_Data section_:
┌──
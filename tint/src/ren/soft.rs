use log::{debug, info};
use tint_gpu::{VERTEX_COUNT, VertexOutput, glam::Vec4};

use super::{
    RenderError,
    draw::Draw,
    framebuffer::{Blend, Framebuffer},
    raster,
    settings::Settings,
    shader::Shader,
};
use crate::info::{Info, split_version};

/// Runs both shader stages and the fixed-function work in between on the CPU.
pub struct Renderer {
    frame: Framebuffer,
    clear_color: Vec4,
    blend: Blend,
}

impl super::Renderer for Renderer {
    fn new(info: &Info, settings: &Settings) -> Self {
        let (major, minor, patch) = split_version(info.app_version);
        info!(
            "{} {major}.{minor}.{patch} - {} software renderer, {} target",
            info.app_name, info.engine_name, settings.resolution
        );
        Self {
            frame: Framebuffer::new(settings.resolution, settings.clear_color),
            clear_color: settings.clear_color,
            blend: settings.blend,
        }
    }

    fn clear(&mut self) {
        self.frame.clear(self.clear_color);
    }

    fn draw<S: Shader>(&mut self, shader: &S, draw: &Draw) -> Result<u32, RenderError> {
        draw.validate()?;

        let mut shaded = 0;
        for instance in draw.instances.clone() {
            let outputs: [VertexOutput; VERTEX_COUNT as usize] =
                std::array::from_fn(|i| shader.vertex(draw.vertices.start + i as u32));
            shaded += raster::rasterize(shader, &outputs, &mut self.frame, self.blend);
            debug!("tint::ren::soft - instance {instance}: {shaded} fragments so far");
        }
        Ok(shaded)
    }

    fn frame(&self) -> &Framebuffer {
        &self.frame
    }
}

#[cfg(test)]
mod tests {
    use super::*;
    use crate::{
        info,
        ren::{Renderer as _, RenderError, draw::DrawError, settings::Resolution, shader::TriangleShader},
    };

    fn renderer(resolution: Resolution) -> Renderer {
        let info = info::new(String::from("test"), info::make_version(0, 1, 0, 0));
        Renderer::new(&info, &Settings::default().resolution(resolution))
    }

    #[test]
    fn invalid_draw_leaves_frame_untouched() {
        let mut ren = renderer(Resolution::new(16, 16));
        let result = ren.draw(&TriangleShader, &Draw::new(0..6, 0..1));
        assert!(matches!(result, Err(RenderError::Draw(DrawError::VertexCount(6)))));
        assert!(ren.frame().pixels().iter().all(|p| *p == Vec4::new(0.3, 0.5, 0.9, 1.0)));
    }

    #[test]
    fn extra_instances_redraw_the_same_triangle() {
        let mut once = renderer(Resolution::new(32, 32));
        let mut twice = renderer(Resolution::new(32, 32));
        let single = once.draw(&TriangleShader, &Draw::triangle()).unwrap();
        let double = twice.draw(&TriangleShader, &Draw::new(0..3, 0..2)).unwrap();
        assert_eq!(double, 2 * single);
        assert_eq!(once.frame().pixels(), twice.frame().pixels());
    }

    #[test]
    fn shifted_vertex_range_wraps_to_the_triangle() {
        let mut base = renderer(Resolution::new(32, 32));
        let mut shifted = renderer(Resolution::new(32, 32));
        base.draw(&TriangleShader, &Draw::triangle()).unwrap();
        shifted.draw(&TriangleShader, &Draw::new(3..6, 0..1)).unwrap();
        assert_eq!(base.frame().pixels(), shifted.frame().pixels());
    }

    #[test]
    fn clear_restores_clear_color() {
        let mut ren = renderer(Resolution::new(8, 8));
        ren.draw(&TriangleShader, &Draw::triangle()).unwrap();
        ren.clear();
        assert!(ren.frame().pixels().iter().all(|p| *p == Vec4::new(0.3, 0.5, 0.9, 1.0)));
    }
}
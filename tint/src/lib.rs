pub mod app;
pub mod info;
pub mod ren;
#[cfg(feature = "spirv")]
pub mod shader;

pub use tint_gpu::{VertexOutput, glam};
//! Fixed-function half of the reference pipeline: perspective divide, viewport
//! mapping, coverage and linear attribute interpolation.

use log::{debug, trace};
use tint_gpu::{
    VertexOutput,
    glam::{Vec2, Vec3, Vec4, Vec4Swizzles},
};

use super::{
    framebuffer::{Blend, Framebuffer},
    settings::Resolution,
    shader::Shader,
};

pub trait Barycentric {
    fn interpolated(&self, coords: Vec3, second: &Self, third: &Self) -> Self;
}

impl Barycentric for Vec4 {
    fn interpolated(&self, coords: Vec3, second: &Self, third: &Self) -> Self {
        *self * coords.x + *second * coords.y + *third * coords.z
    }
}

impl Barycentric for VertexOutput {
    fn interpolated(&self, coords: Vec3, second: &Self, third: &Self) -> Self {
        VertexOutput {
            clip_position: self.clip_position.interpolated(coords, &second.clip_position, &third.clip_position),
            color: self.color.interpolated(coords, &second.color, &third.color),
        }
    }
}

pub fn to_ndc(clip_position: Vec4) -> Vec2 {
    clip_position.xy() / clip_position.w
}

/// NDC has y pointing up, pixel rows grow downwards.
pub fn ndc_to_viewport(ndc: Vec2, resolution: Resolution) -> Vec2 {
    Vec2::new(
        (ndc.x + 1.0) * 0.5 * resolution.width as f32,
        (1.0 - ndc.y) * 0.5 * resolution.height as f32,
    )
}

pub fn viewport_to_ndc(pixel: Vec2, resolution: Resolution) -> Vec2 {
    Vec2::new(
        pixel.x / resolution.width as f32 * 2.0 - 1.0,
        1.0 - pixel.y / resolution.height as f32 * 2.0,
    )
}

fn edge(a: Vec2, b: Vec2, p: Vec2) -> f32 {
    (b - a).perp_dot(p - a)
}

/// Weights of `p` relative to the triangle, or `None` when `p` lies outside it
/// or the triangle is degenerate. Either winding is accepted.
pub fn barycentric([a, b, c]: [Vec2; 3], p: Vec2) -> Option<Vec3> {
    let area = 2.0 * tint_gpu::signed_area(a, b, c);
    if area == 0.0 {
        return None;
    }
    let weights = Vec3::new(edge(b, c, p), edge(c, a, p), edge(a, b, p)) / area;
    (weights.min_element() >= 0.0).then_some(weights)
}

// No clipper, so any vertex with w <= 0 drops the whole triangle.
fn behind_eye(outputs: &[VertexOutput; 3]) -> bool {
    outputs.iter().any(|v| v.clip_position.w <= 0.0)
}

/// Runs the fragment stage for a single point given in normalized device
/// coordinates.
pub fn sample<S: Shader>(shader: &S, outputs: &[VertexOutput; 3], point: Vec2) -> Option<Vec4> {
    if behind_eye(outputs) {
        return None;
    }
    let weights = barycentric(outputs.map(|v| to_ndc(v.clip_position)), point)?;
    let [a, b, c] = outputs;
    Some(shader.fragment(a.interpolated(weights, b, c).color))
}

/// Shades every pixel whose center the triangle covers and returns how many
/// fragments were written.
pub fn rasterize<S: Shader>(shader: &S, outputs: &[VertexOutput; 3], frame: &mut Framebuffer, blend: Blend) -> u32 {
    if behind_eye(outputs) {
        debug!("tint::ren::raster - skipping triangle behind the eye");
        return 0;
    }

    let resolution = frame.resolution;
    let positions = outputs.map(|v| ndc_to_viewport(to_ndc(v.clip_position), resolution));
    let [a, b, c] = positions;
    let min = a.min(b).min(c).floor().max(Vec2::ZERO);
    let max = a
        .max(b)
        .max(c)
        .ceil()
        .min(Vec2::new(resolution.width as f32, resolution.height as f32));

    let mut shaded = 0;
    for y in min.y as u32..max.y as u32 {
        for x in min.x as u32..max.x as u32 {
            let center = Vec2::new(x as f32 + 0.5, y as f32 + 0.5);
            let Some(weights) = barycentric(positions, center) else {
                continue;
            };
            let [v0, v1, v2] = outputs;
            let varying = v0.interpolated(weights, v1, v2);
            frame.write(x, y, shader.fragment(varying.color), blend);
            shaded += 1;
        }
    }
    trace!("tint::ren::raster - {shaded} fragments in [{min}, {max})");
    shaded
}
└──
_Work order_:
Transcription of all the material must be exact.

_Your solution_:
filename tint/src/ren/soft.rs
use log::{debug, info};
use tint_gpu::{VERTEX_COUNT, VertexOutput, glam::Vec4};

use super::{
    RenderError,
    draw::Draw,
    framebuffer::{Blend, Framebuffer},
    raster,
    settings::Settings,
    shader::Shader,
};
use crate::info::{Info, split_version};

/// Runs both shader stages and the fixed-function work in between on the CPU.
pub struct Renderer {
    frame: Framebuffer,
    clear_color: Vec4,
    blend: Blend,
}

impl super::Renderer for Renderer {
    fn new(info: &Info, settings: &Settings) -> Self {
        let (major, minor, patch) = split_version(info.app_version);
        info!(
            "{} {major}.{minor}.{patch} - {} software renderer, {} target",
            info.app_name, info.engine_name, settings.resolution
        );
        Self {
            frame: Framebuffer::new(settings.resolution, settings.clear_color),
            clear_color: settings.clear_color,
            blend: settings.blend,
        }
    }

    fn clear(&mut self) {
        self.frame.clear(self.clear_color);
    }

    fn draw<S: Shader>(&mut self, shader: &S, draw: &Draw) -> Result<u32, RenderError> {
        draw.validate()?;

        let mut shaded = 0;
        for instance in draw.instances.clone() {
            let outputs: [VertexOutput; VERTEX_COUNT as usize] =
                std::array::from_fn(|i| shader.vertex(draw.vertices.start + i as u32));
            shaded += raster::rasterize(shader, &outputs, &mut self.frame, self.blend);
            debug!("tint::ren::soft - instance {instance}: {shaded} fragments so far");
        }
        Ok(shaded)
    }

    fn frame(&self) -> &Framebuffer {
        &self.frame
    }
}

#[cfg(test)]
mod tests {
    use super::*;
    use crate::{
        info,
        ren::{Renderer as _, RenderError, draw::DrawError, settings::Resolution, shader::TriangleShader},
    };

    fn renderer(resolution: Resolution) -> Renderer {
        let info = info::new(String::from("test"), info::make_version(0, 1, 0, 0));
        Renderer::new(&info, &Settings::default().resolution(resolution))
    }

    #[test]
    fn invalid_draw_leaves_frame_untouched() {
        let mut ren = renderer(Resolution::new(16, 16));
        let result = ren.draw(&TriangleShader, &Draw::new(0..6, 0..1));
        assert!(matches!(result, Err(RenderError::Draw(DrawError::VertexCount(6)))));
        assert!(ren.frame().pixels().iter().all(|p| *p == Vec4::new(0.3, 0.5, 0.9, 1.0)));
    }

    #[test]
    fn extra_instances_redraw_the_same_triangle() {
        let mut once = renderer(Resolution::new(32, 32));
        let mut twice = renderer(Resolution::new(32, 32));
        let single = once.draw(&TriangleShader, &Draw::triangle()).unwrap();
        let double = twice.draw(&TriangleShader, &Draw::new(0..3, 0..2)).unwrap();
        assert_eq!(double, 2 * single);
        assert_eq!(once.frame().pixels(), twice.frame().pixels());
    }

    #[test]
    fn shifted_vertex_range_wraps_to_the_triangle() {
        let mut base = renderer(Resolution::new(32, 32));
        let mut shifted = renderer(Resolution::new(32, 32));
        base.draw(&TriangleShader, &Draw::triangle()).unwrap();
        shifted.draw(&TriangleShader, &Draw::new(3..6, 0..1)).unwrap();
        assert_eq!(base.frame().pixels(), shifted.frame().pixels());
    }

    #[test]
    fn clear_restores_clear_color() {
        let mut ren = renderer(Resolution::new(8, 8));
        ren.draw(&TriangleShader, &Draw::triangle()).unwrap();
        ren.clear();
        assert!(ren.frame().pixels().iter().all(|p| *p == Vec4::new(0.3, 0.5, 0.9, 1.0)));
    }
}
filename tint/src/lib.rs
pub mod app;
pub mod info;
pub mod ren;
#[cfg(feature = "spirv")]
pub mod shader;

pub use tint_gpu::{VertexOutput, glam};
//! Fixed-function half of the reference pipeline: perspective divide, viewport
//! mapping, coverage and linear attribute interpolation.

use log::{debug, trace};
use tint_gpu::{
    VertexOutput,
    glam::{Vec2, Vec3, Vec4, Vec4Swizzles},
};

use super::{
    framebuffer::{Blend, Framebuffer},
    settings::Resolution,
    shader::Shader,
};

pub trait Barycentric {
    fn interpolated(&self, coords: Vec3, second: &Self, third: &Self) -> Self;
}

impl Barycentric for Vec4 {
    fn interpolated(&self, coords: Vec3, second: &Self, third: &Self) -> Self {
        *self * coords.x + *second * coords.y + *third * coords.z
    }
}

impl Barycentric for VertexOutput {
    fn interpolated(&self, coords: Vec3, second: &Self, third: &Self) -> Self {
        VertexOutput {
            clip_position: self.clip_position.interpolated(coords, &second.clip_position, &third.clip_position),
            color: self.color.interpolated(coords, &second.color, &third.color),
        }
    }
}

pub fn to_ndc(clip_position: Vec4) -> Vec2 {
    clip_position.xy() / clip_position.w
}

/// NDC has y pointing up, pixel rows grow downwards.
pub fn ndc_to_viewport(ndc: Vec2, resolution: Resolution) -> Vec2 {
    Vec2::new(
        (ndc.x + 1.0) * 0.5 * resolution.width as f32,
        (1.0 - ndc.y) * 0.5 * resolution.height as f32,
    )
}

pub fn viewport_to_ndc(pixel: Vec2, resolution: Resolution) -> Vec2 {
    Vec2::new(
        pixel.x / resolution.width as f32 * 2.0 - 1.0,
        1.0 - pixel.y / resolution.height as f32 * 2.0,
    )
}

fn edge(a: Vec2, b: Vec2, p: Vec2) -> f32 {
    (b - a).perp_dot(p - a)
}

/// Weights of `p` relative to the triangle, or `None` when `p` lies outside it
/// or the triangle is degenerate. Either winding is accepted.
pub fn barycentric([a, b, c]: [Vec2; 3], p: Vec2) -> Option<Vec3> {
    let area = 2.0 * tint_gpu::signed_area(a, b, c);
    if area == 0.0 {
        return None;
    }
    let weights = Vec3::new(edge(b, c, p), edge(c, a, p), edge(a, b, p)) / area;
    (weights.min_element() >= 0.0).then_some(weights)
}

// No clipper, so any vertex with w <= 0 drops the whole triangle.
fn behind_eye(outputs: &[VertexOutput; 3]) -> bool {
    outputs.iter().any(|v| v.clip_position.w <= 0.0)
}

/// Runs the fragment stage for a single point given in normalized device
/// coordinates.
pub fn sample<S: Shader>(shader: &S, outputs: &[VertexOutput; 3], point: Vec2) -> Option<Vec4> {
    if behind_eye(outputs) {
        return None;
    }
    let weights = barycentric(outputs.map(|v| to_ndc(v.clip_position)), point)?;
    let [a, b, c] = outputs;
    Some(shader.fragment(a.interpolated(weights, b, c).color))
}

/// Shades every pixel whose center the triangle covers and returns how many
/// fragments were written.
pub fn rasterize<S: Shader>(shader: &S, outputs: &[VertexOutput; 3], frame: &mut Framebuffer, blend: Blend) -> u32 {
    if behind_eye(outputs) {
        debug!("tint::ren::raster - skipping triangle behind the eye");
        return 0;
    }

    let resolution = frame.resolution;
    let positions = outputs.map(|v| ndc_to_viewport(to_ndc(v.clip_position), resolution));
    let [a, b, c] = positions;
    let min = a.min(b).min(c).floor().max(Vec2::ZERO);
    let max = a
        .max(b)
        .max(c)
        .ceil()
        .min(Vec2::new(resolution.width as f32, resolution.height as f32));

    let mut shaded = 0;
    for y in min.y as u32..max.y as u32 {
        for x in min.x as u32..max.x as u32 {
            let center = Vec2::new(x as f32 + 0.5, y as f32 + 0.5);
            let Some(weights) = barycentric(positions, center) else {
                continue;
            };
            let [v0, v1, v2] = outputs;
            let varying = v0.interpolated(weights, v1, v2);
            frame.write(x, y, shader.fragment(varying.color), blend);
            shaded += 1;
        }
    }
    trace!("tint::ren::raster - {shaded} fragments in [{min}, {max})");
    shaded
}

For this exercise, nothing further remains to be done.